Description of the task: In the entries that follow, find the line containing "filename src/lib.rs"; from there, copy every line exactly through the line containing "pub mod state;".

====== Dataset records

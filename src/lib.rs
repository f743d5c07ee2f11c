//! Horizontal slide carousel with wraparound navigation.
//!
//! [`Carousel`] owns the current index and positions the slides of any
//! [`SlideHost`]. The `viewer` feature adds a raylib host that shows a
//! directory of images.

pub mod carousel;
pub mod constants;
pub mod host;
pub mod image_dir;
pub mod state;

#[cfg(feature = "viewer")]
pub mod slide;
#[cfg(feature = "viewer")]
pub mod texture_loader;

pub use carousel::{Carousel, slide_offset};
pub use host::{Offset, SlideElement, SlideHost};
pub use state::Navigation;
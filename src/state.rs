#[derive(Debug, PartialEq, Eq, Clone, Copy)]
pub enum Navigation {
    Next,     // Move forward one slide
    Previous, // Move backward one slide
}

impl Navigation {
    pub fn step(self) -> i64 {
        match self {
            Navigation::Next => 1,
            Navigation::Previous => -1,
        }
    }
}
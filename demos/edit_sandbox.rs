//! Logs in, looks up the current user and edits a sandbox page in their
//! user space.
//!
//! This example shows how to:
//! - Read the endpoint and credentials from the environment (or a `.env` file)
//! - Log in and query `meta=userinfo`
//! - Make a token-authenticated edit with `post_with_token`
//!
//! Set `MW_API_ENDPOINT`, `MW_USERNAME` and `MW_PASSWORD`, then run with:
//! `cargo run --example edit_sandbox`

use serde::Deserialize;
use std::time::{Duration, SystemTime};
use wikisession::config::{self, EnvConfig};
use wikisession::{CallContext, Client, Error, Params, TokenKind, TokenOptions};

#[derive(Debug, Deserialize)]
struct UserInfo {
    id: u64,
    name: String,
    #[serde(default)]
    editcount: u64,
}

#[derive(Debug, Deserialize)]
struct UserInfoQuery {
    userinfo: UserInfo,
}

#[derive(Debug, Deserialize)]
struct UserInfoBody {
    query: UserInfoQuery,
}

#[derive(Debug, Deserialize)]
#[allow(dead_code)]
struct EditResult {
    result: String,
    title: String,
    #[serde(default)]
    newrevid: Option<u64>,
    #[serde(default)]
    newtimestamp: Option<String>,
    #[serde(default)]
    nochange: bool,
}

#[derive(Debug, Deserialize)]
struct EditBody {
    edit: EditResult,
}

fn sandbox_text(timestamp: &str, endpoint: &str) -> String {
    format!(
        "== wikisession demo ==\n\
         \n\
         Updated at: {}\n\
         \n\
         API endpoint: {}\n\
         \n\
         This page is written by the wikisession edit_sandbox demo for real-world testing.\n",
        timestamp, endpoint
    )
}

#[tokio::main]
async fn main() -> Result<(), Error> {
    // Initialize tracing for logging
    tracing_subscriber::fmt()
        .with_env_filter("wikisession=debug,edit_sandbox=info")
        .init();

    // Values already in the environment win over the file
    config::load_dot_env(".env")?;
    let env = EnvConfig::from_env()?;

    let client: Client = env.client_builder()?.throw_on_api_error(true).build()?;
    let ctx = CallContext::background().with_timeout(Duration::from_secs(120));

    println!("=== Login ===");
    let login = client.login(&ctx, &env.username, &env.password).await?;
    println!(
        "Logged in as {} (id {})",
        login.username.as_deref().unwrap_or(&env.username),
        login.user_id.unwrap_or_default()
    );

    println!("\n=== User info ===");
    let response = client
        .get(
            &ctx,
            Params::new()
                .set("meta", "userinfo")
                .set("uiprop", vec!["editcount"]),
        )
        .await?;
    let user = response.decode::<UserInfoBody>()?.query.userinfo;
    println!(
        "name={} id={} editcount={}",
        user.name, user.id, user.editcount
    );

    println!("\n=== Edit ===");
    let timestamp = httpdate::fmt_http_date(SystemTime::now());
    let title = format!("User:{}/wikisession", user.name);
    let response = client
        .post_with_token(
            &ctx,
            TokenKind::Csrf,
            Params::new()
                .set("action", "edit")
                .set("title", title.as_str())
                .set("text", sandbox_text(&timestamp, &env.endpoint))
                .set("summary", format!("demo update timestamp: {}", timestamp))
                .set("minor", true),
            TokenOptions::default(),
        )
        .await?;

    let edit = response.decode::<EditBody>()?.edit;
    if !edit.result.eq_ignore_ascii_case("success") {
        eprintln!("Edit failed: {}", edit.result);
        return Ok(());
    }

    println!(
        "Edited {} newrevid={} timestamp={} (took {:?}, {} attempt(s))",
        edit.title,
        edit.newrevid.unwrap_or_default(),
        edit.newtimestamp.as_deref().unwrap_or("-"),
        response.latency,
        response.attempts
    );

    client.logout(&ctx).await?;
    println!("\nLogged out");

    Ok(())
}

============
====== Dataset records

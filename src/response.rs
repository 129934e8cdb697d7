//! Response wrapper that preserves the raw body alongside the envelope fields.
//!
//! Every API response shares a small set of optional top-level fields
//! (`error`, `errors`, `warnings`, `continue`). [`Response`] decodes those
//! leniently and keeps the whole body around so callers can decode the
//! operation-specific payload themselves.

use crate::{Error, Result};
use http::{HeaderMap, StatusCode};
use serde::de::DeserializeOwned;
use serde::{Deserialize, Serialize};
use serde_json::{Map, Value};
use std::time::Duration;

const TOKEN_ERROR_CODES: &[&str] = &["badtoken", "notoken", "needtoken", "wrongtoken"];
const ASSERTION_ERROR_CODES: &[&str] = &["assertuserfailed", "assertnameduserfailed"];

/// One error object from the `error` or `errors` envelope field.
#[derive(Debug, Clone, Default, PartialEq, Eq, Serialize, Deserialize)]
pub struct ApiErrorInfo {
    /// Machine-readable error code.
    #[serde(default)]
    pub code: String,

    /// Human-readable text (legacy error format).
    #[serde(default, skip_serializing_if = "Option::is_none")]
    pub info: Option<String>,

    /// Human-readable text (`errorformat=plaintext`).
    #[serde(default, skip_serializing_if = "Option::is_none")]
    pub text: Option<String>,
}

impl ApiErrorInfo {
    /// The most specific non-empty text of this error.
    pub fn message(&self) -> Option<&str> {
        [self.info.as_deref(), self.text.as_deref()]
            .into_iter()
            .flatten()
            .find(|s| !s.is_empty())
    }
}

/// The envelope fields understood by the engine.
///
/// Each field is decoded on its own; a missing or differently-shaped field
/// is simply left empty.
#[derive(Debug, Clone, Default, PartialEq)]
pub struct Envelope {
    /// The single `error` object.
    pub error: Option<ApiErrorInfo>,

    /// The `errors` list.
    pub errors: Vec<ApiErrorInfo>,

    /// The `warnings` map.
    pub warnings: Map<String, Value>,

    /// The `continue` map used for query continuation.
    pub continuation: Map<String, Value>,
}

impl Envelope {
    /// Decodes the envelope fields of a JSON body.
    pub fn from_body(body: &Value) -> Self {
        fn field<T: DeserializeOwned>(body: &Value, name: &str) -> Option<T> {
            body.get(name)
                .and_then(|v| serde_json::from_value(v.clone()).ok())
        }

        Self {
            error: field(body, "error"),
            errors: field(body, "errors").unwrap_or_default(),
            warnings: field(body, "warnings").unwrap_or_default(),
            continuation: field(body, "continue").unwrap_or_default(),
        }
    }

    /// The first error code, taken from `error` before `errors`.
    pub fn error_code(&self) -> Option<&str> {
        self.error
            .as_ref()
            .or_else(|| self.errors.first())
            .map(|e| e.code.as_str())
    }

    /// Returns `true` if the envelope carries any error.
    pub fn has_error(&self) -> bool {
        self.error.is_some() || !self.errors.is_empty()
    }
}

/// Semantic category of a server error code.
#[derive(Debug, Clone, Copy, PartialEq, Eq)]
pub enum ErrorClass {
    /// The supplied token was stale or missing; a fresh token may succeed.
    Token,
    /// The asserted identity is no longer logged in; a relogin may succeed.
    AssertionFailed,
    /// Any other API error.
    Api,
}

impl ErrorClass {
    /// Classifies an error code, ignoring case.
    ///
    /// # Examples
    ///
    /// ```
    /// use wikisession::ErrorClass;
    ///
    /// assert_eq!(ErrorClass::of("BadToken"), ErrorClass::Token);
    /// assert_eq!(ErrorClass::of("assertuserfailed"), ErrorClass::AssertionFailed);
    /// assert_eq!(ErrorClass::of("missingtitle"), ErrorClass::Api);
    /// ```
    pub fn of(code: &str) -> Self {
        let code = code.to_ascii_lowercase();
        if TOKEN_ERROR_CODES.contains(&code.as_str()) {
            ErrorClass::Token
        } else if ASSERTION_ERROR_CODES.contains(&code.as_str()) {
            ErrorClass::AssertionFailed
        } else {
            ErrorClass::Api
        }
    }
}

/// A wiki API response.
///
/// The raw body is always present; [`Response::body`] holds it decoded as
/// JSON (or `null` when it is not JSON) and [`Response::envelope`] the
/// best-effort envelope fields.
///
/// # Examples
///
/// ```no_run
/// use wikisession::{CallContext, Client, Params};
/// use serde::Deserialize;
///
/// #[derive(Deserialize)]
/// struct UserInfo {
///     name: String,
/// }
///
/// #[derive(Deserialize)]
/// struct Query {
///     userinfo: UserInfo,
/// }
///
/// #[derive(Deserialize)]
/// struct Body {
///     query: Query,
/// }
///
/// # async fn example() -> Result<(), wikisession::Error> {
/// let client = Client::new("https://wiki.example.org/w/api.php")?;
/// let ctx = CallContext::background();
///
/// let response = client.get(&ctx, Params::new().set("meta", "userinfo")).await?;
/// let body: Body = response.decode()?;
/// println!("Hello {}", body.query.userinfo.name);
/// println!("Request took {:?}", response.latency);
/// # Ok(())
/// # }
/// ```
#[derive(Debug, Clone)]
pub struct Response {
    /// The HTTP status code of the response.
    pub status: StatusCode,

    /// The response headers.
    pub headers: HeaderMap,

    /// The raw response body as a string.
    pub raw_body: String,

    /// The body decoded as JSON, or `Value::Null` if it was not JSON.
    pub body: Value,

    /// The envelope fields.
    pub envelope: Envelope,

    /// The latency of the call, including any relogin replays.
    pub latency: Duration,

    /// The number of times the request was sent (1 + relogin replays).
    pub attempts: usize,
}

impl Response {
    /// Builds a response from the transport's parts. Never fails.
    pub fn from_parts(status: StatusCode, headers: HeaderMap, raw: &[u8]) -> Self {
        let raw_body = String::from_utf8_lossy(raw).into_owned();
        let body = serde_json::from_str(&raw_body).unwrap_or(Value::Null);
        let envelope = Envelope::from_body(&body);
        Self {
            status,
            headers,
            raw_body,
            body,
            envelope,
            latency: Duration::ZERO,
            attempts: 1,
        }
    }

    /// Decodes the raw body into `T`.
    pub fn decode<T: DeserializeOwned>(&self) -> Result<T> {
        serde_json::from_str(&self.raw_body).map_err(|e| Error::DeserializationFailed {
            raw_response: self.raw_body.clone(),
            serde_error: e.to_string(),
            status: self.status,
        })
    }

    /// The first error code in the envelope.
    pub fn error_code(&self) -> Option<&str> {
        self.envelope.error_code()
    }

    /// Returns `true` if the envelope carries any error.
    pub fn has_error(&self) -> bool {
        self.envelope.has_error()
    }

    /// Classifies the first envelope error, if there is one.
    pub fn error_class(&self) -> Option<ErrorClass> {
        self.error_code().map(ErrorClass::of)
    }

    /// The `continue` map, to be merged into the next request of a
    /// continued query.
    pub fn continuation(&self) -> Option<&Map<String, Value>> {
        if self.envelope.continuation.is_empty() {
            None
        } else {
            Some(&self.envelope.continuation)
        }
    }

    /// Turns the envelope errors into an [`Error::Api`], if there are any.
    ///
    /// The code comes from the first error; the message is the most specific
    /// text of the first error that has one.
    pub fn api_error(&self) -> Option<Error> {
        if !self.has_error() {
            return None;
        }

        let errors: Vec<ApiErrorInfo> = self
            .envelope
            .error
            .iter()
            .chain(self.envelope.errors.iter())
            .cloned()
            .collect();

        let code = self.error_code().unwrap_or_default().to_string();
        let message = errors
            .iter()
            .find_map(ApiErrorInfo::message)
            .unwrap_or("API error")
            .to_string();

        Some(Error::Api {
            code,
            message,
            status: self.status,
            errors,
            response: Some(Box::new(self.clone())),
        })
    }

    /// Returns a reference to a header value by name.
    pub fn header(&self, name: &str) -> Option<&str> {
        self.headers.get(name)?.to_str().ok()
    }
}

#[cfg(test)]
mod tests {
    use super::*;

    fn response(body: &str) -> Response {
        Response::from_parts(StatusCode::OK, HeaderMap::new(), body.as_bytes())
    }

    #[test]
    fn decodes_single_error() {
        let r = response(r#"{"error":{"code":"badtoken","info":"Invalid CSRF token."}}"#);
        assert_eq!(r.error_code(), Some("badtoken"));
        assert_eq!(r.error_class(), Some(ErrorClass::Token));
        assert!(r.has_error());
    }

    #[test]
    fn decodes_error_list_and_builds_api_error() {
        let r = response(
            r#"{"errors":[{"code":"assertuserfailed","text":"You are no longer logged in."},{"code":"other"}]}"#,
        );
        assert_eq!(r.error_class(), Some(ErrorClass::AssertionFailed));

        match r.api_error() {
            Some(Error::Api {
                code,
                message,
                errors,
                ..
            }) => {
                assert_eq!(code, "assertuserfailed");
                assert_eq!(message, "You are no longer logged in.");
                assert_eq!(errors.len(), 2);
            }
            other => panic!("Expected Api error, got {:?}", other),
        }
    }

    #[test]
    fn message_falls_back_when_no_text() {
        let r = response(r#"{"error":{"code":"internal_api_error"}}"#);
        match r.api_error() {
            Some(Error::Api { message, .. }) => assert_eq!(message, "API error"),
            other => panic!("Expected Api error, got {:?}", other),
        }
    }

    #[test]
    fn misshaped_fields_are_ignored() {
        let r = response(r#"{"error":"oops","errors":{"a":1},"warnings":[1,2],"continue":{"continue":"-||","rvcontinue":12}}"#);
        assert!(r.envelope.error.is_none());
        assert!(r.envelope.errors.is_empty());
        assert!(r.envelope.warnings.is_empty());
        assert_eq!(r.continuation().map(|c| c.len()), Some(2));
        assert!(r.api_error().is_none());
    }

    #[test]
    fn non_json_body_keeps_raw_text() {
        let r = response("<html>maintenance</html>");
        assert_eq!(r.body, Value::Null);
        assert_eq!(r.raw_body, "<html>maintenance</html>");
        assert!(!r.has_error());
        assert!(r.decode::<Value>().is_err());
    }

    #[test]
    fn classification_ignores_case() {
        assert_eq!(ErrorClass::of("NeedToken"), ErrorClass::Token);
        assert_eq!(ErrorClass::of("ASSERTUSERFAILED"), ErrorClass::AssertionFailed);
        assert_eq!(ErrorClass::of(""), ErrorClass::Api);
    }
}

============
====== Dataset records

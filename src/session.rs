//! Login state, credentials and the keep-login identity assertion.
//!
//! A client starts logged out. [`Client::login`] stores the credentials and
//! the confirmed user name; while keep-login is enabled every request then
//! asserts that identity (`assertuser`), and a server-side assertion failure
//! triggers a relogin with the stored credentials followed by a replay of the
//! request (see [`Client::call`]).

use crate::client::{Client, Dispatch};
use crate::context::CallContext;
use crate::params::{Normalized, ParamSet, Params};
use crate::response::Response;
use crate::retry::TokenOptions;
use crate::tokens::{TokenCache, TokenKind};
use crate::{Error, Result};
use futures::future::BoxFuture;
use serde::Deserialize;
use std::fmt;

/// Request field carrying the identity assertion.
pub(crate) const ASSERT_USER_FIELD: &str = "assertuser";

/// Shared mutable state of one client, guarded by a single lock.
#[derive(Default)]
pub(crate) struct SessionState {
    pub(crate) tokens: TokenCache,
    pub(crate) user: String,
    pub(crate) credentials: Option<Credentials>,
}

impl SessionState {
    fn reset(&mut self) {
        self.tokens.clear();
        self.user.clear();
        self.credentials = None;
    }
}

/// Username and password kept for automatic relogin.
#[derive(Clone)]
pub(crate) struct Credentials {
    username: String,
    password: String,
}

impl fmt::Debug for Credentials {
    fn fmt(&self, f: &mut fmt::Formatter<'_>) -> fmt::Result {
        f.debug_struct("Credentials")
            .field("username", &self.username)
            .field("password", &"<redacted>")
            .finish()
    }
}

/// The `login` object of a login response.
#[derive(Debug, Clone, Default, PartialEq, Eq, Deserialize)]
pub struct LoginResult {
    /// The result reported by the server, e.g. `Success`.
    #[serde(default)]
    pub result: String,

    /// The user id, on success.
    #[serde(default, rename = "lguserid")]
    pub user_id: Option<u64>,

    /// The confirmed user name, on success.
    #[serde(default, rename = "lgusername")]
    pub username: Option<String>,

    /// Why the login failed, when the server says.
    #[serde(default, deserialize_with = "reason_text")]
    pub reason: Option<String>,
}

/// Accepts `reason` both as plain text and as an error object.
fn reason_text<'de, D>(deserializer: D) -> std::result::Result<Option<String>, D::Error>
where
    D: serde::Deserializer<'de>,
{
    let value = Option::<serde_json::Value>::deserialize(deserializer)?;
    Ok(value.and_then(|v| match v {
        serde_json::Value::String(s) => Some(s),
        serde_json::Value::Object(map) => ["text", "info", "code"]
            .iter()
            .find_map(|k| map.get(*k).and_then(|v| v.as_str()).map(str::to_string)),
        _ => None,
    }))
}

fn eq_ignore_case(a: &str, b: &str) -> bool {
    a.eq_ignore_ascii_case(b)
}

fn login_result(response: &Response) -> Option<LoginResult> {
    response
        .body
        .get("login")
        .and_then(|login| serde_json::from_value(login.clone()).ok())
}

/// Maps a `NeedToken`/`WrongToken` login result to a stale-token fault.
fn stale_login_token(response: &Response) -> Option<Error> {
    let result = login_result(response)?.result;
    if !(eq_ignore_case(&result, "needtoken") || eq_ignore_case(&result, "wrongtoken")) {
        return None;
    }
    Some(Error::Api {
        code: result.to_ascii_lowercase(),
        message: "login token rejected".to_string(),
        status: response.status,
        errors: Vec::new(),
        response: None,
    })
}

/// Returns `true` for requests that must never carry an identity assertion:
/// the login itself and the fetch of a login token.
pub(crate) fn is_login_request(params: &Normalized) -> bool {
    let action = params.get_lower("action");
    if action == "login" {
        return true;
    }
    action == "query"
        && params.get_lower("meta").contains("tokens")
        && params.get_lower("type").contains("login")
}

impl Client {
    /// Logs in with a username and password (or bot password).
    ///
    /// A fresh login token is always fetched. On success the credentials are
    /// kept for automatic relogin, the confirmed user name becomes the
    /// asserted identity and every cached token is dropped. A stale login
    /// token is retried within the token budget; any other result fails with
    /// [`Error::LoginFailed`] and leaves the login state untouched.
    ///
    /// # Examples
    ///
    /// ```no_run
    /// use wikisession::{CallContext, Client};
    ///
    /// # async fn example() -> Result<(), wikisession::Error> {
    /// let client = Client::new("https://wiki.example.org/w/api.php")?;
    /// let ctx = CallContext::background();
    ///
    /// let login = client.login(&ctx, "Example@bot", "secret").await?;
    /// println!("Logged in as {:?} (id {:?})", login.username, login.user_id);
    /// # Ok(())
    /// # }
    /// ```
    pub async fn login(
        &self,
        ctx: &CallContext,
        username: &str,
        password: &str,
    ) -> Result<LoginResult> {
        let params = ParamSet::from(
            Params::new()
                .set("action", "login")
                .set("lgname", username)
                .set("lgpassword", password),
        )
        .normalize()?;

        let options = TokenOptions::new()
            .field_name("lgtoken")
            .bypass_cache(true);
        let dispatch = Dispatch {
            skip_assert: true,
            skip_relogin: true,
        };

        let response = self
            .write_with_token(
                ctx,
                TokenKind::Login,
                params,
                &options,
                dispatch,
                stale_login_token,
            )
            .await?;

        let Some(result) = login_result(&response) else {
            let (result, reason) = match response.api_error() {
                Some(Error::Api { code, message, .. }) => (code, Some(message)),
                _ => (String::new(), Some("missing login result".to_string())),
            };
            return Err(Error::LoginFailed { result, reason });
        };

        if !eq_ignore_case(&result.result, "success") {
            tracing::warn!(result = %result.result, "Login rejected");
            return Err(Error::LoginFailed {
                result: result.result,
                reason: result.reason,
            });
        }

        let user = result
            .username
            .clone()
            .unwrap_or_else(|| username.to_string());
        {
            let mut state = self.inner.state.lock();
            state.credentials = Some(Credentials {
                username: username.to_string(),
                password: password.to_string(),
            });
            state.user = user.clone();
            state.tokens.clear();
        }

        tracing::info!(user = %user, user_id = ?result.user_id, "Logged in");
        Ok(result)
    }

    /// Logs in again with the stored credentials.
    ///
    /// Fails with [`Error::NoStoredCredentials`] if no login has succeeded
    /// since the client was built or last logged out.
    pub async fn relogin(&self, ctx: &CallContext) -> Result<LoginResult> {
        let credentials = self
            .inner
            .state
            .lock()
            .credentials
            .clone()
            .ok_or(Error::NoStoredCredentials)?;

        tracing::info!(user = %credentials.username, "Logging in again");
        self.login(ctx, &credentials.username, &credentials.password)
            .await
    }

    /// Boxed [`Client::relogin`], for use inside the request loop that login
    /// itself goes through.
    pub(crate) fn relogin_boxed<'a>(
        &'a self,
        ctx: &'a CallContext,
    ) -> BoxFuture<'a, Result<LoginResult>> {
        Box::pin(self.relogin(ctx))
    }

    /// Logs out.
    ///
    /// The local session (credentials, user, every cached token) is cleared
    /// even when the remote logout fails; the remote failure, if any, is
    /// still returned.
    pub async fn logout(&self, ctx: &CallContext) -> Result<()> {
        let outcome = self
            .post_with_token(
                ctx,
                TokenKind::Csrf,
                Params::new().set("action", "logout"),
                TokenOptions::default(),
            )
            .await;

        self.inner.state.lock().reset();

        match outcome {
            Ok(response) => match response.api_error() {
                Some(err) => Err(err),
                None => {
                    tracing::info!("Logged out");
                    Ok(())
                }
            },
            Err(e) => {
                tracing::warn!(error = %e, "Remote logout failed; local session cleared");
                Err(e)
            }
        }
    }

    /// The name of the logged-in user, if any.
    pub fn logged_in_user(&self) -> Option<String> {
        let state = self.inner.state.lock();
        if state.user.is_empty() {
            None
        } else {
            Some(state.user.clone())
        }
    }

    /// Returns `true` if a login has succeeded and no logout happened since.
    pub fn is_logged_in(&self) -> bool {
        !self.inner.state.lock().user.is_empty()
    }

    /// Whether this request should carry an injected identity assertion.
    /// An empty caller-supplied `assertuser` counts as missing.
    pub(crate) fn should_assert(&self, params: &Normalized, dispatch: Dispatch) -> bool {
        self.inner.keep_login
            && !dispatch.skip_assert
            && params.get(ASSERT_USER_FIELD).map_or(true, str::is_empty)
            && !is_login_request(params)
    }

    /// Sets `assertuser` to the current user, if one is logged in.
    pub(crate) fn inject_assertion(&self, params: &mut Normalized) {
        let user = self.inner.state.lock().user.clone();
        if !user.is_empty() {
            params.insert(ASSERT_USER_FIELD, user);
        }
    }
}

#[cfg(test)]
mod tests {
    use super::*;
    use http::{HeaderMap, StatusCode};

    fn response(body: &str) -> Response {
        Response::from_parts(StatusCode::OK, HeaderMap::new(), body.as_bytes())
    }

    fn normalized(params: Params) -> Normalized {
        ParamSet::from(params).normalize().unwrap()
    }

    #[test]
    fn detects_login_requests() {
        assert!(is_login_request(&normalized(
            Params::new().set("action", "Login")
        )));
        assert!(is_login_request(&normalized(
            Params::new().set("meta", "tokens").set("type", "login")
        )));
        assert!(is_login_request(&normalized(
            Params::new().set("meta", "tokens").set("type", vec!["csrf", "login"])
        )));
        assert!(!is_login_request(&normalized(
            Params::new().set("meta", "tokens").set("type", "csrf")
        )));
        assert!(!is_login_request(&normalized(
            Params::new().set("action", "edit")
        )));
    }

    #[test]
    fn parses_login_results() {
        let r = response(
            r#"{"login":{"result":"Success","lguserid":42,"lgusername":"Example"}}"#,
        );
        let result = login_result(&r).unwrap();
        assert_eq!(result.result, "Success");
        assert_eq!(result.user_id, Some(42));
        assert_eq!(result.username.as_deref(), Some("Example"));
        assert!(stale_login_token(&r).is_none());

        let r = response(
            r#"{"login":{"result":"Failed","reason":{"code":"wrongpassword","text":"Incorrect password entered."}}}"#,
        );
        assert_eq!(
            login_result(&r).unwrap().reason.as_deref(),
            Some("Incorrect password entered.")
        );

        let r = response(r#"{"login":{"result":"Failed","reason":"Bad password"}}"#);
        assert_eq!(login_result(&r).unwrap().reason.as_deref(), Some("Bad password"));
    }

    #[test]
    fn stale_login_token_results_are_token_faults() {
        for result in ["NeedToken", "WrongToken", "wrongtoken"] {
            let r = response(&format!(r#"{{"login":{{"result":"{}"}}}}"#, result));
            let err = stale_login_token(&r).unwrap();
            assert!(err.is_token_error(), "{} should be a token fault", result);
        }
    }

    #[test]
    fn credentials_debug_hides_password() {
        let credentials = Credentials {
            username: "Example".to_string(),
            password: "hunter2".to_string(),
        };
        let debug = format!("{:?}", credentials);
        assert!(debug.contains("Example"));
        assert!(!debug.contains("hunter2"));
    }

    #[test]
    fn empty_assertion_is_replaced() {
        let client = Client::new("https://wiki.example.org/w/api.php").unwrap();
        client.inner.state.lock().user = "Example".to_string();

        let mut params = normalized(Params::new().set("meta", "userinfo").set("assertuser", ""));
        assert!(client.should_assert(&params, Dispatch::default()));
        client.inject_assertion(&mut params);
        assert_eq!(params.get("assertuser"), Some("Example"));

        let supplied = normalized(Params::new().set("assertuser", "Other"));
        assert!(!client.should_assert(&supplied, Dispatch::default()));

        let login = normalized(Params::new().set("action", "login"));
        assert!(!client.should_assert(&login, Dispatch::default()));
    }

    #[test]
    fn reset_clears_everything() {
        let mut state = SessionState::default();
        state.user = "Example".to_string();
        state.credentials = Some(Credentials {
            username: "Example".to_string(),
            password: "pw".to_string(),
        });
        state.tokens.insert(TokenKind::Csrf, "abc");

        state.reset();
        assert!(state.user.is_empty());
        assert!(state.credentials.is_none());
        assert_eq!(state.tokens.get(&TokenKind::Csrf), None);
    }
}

============

Response:
filename src/lib.rs
repository f743d5c07ee2f11c
//! Horizontal slide carousel with wraparound navigation.
//!
//! [`Carousel`] owns the current index and positions the slides of any
//! [`SlideHost`]. The `viewer` feature adds a raylib host that shows a
//! directory of images.

pub mod carousel;
pub mod constants;
pub mod host;
pub mod image_dir;
pub mod state;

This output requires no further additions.